• **Material shown**
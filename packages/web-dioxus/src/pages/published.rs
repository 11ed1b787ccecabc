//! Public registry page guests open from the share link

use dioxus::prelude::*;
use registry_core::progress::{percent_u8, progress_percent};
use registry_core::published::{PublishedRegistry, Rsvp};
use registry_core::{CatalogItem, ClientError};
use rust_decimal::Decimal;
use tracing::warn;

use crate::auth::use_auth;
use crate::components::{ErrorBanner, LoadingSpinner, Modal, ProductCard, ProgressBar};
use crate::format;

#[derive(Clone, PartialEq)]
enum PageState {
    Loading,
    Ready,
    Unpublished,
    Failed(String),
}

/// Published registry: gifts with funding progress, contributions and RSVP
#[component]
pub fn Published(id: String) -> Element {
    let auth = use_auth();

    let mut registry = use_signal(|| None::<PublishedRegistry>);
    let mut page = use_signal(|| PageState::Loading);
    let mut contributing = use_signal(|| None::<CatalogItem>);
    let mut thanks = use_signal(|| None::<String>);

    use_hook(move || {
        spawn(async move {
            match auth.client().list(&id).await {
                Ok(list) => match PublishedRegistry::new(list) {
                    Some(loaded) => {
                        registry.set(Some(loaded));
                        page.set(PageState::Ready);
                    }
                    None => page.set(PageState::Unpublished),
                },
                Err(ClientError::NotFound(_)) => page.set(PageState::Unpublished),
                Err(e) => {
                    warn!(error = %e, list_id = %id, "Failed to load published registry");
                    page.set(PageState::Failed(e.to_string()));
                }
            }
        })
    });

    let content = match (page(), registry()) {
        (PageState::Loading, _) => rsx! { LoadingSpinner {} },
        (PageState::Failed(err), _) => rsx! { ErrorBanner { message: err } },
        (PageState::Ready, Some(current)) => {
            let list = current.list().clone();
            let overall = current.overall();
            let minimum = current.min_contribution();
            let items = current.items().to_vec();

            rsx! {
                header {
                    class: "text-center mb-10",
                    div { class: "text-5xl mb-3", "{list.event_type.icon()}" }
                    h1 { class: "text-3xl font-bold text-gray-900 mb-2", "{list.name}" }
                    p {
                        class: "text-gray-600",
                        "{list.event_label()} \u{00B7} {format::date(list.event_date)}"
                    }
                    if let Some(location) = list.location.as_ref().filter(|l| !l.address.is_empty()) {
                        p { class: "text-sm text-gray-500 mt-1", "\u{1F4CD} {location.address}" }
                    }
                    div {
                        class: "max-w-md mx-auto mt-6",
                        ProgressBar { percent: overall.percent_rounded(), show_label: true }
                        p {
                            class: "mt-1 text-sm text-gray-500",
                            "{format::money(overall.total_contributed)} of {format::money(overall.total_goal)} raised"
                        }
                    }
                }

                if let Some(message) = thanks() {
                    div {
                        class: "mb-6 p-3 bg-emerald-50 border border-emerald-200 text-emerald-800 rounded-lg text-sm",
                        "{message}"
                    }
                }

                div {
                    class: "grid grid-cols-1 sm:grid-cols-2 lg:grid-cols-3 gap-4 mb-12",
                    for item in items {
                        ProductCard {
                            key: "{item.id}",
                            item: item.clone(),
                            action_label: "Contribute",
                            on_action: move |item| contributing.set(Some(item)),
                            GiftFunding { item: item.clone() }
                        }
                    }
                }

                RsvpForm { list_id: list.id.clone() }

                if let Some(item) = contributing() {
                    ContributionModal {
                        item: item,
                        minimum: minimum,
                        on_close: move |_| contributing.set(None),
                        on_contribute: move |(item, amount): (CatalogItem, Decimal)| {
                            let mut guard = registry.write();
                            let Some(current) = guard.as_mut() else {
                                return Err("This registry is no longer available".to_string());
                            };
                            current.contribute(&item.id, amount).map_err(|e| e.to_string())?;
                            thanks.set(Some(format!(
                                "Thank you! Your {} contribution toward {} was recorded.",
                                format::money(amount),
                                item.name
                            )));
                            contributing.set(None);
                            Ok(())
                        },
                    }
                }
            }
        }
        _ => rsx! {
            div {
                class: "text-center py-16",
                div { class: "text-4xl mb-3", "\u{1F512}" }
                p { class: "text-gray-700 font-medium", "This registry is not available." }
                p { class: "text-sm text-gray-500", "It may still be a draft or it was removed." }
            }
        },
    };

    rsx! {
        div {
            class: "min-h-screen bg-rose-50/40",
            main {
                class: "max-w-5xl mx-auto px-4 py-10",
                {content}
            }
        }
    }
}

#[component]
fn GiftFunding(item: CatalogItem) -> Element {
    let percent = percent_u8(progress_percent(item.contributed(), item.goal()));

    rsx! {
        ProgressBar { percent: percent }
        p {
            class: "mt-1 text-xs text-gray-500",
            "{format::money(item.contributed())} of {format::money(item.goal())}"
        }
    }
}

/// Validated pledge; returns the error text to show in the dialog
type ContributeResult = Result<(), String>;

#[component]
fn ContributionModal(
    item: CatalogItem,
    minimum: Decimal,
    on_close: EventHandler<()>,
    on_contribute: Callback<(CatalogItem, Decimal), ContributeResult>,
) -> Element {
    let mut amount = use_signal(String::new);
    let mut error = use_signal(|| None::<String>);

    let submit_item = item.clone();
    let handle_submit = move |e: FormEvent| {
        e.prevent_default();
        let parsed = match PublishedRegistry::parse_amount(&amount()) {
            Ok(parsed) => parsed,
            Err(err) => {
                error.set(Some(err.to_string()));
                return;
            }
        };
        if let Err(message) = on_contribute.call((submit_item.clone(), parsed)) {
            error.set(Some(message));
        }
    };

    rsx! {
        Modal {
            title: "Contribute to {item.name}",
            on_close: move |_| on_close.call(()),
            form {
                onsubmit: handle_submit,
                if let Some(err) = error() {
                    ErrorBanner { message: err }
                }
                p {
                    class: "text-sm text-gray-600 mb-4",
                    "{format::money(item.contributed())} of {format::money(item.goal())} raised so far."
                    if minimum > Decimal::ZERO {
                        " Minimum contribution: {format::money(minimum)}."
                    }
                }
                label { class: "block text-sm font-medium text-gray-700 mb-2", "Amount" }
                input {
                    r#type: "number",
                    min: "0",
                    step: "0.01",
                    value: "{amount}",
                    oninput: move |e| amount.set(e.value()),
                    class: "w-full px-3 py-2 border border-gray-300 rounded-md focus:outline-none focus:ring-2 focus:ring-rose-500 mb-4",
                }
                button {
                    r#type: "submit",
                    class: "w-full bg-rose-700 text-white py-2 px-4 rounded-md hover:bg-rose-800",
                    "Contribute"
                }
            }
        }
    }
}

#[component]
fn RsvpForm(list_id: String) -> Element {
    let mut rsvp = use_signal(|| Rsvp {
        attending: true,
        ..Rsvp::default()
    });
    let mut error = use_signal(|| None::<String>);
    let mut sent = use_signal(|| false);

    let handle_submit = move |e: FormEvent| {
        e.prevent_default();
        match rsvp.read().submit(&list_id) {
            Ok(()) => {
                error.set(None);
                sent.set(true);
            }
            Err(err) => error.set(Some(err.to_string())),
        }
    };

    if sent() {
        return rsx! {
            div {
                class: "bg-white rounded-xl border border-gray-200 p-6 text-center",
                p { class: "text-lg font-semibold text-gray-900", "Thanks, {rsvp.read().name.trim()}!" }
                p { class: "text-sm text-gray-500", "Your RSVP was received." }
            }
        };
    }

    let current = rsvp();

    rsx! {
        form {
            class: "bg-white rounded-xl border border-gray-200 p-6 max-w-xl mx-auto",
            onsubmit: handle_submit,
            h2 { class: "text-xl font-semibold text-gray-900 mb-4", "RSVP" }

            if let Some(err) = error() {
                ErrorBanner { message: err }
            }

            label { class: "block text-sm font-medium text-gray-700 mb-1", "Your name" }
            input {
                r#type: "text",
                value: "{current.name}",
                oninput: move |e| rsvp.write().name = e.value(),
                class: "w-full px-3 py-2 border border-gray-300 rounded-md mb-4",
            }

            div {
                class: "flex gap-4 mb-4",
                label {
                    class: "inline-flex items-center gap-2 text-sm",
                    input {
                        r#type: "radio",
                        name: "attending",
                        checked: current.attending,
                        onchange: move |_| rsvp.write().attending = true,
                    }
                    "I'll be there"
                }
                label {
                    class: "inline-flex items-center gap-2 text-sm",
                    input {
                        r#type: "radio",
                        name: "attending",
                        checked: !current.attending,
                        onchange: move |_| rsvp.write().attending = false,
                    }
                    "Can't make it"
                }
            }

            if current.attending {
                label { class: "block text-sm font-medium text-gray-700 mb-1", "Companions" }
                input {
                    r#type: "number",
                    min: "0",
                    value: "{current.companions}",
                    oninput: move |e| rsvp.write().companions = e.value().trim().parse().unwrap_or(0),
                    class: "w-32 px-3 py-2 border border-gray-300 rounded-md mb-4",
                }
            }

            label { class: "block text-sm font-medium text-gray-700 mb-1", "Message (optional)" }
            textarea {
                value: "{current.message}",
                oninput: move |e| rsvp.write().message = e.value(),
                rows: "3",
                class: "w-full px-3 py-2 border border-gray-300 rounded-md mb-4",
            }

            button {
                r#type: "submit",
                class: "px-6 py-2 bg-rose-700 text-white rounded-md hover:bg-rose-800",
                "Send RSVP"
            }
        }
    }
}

• **Task item**
Find each line in the data above with the word "semibold", then copy it.

• **Solved problem**
                p { class: "text-lg font-semibold text-gray-900", "Thanks, {rsvp.read().name.trim()}!" }
            h2 { class: "text-xl font-semibold text-gray-900 mb-4", "RSVP" }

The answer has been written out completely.